YOUR GOAL
Tally every line in the following material that has the word "CompilationId" in it, and answer with that figure alone.

=== INFORMATION GIVEN ===

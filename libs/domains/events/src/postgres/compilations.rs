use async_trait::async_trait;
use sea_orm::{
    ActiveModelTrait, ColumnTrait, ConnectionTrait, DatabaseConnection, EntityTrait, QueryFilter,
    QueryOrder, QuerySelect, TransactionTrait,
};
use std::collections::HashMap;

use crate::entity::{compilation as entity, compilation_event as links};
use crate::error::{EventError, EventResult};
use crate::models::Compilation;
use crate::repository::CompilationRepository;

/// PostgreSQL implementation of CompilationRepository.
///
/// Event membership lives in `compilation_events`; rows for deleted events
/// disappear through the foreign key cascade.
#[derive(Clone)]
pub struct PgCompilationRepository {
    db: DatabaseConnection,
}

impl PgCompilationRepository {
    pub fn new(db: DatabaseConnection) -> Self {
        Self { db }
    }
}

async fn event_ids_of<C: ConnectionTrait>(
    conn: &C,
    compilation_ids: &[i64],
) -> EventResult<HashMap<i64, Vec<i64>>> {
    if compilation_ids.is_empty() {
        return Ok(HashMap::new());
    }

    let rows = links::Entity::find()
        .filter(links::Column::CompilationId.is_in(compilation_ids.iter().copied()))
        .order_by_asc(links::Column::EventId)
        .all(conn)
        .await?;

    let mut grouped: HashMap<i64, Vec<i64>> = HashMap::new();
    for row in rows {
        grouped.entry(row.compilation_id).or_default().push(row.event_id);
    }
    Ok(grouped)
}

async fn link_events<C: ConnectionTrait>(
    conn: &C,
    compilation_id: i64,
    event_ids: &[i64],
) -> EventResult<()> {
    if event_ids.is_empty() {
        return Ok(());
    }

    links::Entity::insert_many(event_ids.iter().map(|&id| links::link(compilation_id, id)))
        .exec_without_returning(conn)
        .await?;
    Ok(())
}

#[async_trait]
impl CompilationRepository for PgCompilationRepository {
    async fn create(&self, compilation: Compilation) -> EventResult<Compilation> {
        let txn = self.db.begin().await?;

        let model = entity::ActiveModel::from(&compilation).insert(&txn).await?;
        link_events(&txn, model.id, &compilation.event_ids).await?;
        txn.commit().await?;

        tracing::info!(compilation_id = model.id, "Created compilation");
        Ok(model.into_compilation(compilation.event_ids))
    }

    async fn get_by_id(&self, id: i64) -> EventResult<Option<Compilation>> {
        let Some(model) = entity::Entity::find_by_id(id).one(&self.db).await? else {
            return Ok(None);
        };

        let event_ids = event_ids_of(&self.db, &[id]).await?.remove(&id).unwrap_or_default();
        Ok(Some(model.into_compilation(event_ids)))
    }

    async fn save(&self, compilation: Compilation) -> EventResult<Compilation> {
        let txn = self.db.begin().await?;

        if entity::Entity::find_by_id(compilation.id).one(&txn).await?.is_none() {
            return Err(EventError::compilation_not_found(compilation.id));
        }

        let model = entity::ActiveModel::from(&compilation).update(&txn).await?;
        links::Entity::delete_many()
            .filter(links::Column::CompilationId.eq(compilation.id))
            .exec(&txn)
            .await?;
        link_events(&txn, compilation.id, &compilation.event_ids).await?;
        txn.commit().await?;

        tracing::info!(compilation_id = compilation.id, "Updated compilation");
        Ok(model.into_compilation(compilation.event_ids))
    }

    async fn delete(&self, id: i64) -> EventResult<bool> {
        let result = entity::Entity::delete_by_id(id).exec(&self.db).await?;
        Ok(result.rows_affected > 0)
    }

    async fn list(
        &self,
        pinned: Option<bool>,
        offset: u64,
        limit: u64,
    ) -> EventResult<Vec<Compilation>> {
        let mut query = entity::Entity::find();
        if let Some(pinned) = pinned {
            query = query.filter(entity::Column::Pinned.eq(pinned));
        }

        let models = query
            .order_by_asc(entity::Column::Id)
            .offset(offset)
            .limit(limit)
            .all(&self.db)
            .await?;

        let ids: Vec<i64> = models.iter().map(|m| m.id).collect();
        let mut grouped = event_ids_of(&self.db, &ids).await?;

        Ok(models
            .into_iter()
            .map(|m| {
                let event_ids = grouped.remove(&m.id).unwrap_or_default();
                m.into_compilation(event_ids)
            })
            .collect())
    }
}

===
=== INFORMATION GIVEN ===

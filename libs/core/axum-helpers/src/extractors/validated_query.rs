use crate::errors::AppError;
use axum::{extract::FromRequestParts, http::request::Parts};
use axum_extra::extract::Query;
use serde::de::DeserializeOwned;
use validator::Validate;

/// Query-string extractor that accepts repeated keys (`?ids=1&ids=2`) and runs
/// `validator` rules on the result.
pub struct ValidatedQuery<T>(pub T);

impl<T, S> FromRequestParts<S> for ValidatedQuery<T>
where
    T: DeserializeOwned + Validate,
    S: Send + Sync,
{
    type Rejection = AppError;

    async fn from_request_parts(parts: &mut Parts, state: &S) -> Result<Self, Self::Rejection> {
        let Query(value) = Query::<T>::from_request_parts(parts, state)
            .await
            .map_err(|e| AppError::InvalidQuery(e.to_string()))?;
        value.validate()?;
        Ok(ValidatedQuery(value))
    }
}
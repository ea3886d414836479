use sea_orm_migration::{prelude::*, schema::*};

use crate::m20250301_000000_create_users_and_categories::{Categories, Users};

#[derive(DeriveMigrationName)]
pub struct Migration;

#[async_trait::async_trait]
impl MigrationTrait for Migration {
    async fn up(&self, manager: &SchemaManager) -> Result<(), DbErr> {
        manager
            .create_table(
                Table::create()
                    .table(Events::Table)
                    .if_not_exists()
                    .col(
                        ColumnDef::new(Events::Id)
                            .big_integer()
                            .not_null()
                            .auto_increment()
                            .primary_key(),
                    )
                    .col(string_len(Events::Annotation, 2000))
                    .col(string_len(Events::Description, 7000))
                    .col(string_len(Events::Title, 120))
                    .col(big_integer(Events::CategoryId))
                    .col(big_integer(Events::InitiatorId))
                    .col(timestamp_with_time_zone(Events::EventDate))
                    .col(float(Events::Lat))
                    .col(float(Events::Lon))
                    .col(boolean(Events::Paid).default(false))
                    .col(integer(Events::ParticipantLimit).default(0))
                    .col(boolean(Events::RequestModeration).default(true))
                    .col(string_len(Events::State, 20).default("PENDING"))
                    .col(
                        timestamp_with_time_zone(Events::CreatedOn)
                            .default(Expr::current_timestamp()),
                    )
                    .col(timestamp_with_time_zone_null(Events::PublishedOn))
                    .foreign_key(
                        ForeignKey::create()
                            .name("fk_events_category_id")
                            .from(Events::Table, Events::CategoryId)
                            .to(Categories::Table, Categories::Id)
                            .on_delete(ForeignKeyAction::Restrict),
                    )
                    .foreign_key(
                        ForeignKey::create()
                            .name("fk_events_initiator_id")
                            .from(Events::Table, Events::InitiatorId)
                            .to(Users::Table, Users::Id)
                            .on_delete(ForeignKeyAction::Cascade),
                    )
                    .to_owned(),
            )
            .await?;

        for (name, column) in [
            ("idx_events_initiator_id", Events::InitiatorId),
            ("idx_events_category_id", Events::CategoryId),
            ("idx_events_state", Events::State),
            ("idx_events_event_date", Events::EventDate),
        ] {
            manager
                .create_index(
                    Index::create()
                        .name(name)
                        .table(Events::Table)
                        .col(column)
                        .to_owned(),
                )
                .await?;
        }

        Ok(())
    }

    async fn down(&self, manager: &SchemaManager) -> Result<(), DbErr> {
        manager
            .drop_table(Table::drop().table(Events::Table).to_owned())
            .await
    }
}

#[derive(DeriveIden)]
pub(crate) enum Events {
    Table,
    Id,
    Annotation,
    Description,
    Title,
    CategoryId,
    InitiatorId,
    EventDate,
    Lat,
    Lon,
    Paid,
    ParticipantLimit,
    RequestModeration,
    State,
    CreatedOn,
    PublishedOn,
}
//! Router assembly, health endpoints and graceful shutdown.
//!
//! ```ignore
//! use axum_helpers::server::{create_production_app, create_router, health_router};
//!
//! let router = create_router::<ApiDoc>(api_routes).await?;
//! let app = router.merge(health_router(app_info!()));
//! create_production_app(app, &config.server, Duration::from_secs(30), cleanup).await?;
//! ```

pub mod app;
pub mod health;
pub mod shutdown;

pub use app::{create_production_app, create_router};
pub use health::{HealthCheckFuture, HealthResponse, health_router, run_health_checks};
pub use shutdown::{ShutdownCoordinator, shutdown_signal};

===
=== INFORMATION GIVEN ===

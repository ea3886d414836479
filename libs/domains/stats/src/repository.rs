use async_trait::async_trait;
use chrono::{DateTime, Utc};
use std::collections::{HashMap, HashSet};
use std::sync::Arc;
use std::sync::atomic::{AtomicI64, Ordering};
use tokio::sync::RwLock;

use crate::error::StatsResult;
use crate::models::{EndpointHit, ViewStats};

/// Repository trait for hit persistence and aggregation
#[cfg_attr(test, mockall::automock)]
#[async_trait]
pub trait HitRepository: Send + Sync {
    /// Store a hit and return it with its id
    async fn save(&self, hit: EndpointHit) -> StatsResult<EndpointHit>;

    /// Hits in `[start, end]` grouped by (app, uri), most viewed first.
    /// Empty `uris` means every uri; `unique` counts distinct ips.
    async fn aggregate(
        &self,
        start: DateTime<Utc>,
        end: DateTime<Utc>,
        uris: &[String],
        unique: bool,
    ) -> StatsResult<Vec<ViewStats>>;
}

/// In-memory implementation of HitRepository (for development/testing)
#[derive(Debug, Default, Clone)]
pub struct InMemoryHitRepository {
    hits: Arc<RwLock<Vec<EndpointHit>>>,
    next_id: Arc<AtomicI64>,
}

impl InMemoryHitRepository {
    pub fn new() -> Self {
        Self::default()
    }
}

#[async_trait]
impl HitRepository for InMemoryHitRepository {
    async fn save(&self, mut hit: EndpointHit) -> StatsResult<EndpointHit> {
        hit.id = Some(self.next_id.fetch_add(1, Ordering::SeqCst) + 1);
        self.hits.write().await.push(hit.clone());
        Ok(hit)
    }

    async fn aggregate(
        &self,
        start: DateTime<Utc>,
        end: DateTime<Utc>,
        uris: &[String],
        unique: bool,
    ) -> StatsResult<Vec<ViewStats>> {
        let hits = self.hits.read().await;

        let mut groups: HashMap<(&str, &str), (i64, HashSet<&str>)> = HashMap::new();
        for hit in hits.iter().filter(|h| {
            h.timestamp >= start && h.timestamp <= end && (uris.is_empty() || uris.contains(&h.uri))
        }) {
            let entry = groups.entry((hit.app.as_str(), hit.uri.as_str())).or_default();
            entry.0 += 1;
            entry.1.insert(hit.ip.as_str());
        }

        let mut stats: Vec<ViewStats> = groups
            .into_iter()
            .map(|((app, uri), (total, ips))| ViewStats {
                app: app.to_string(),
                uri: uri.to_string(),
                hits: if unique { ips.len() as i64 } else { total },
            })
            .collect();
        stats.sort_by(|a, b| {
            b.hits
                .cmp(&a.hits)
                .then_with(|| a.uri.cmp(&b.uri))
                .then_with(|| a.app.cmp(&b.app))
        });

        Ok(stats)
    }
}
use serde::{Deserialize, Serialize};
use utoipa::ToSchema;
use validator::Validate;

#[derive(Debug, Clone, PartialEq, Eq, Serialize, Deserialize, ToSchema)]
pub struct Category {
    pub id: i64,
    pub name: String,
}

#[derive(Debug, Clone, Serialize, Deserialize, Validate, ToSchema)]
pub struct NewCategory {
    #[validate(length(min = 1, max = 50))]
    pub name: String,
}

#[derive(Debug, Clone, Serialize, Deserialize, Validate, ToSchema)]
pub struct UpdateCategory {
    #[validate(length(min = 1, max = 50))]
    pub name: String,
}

===

EXERCISE SOLUTION
2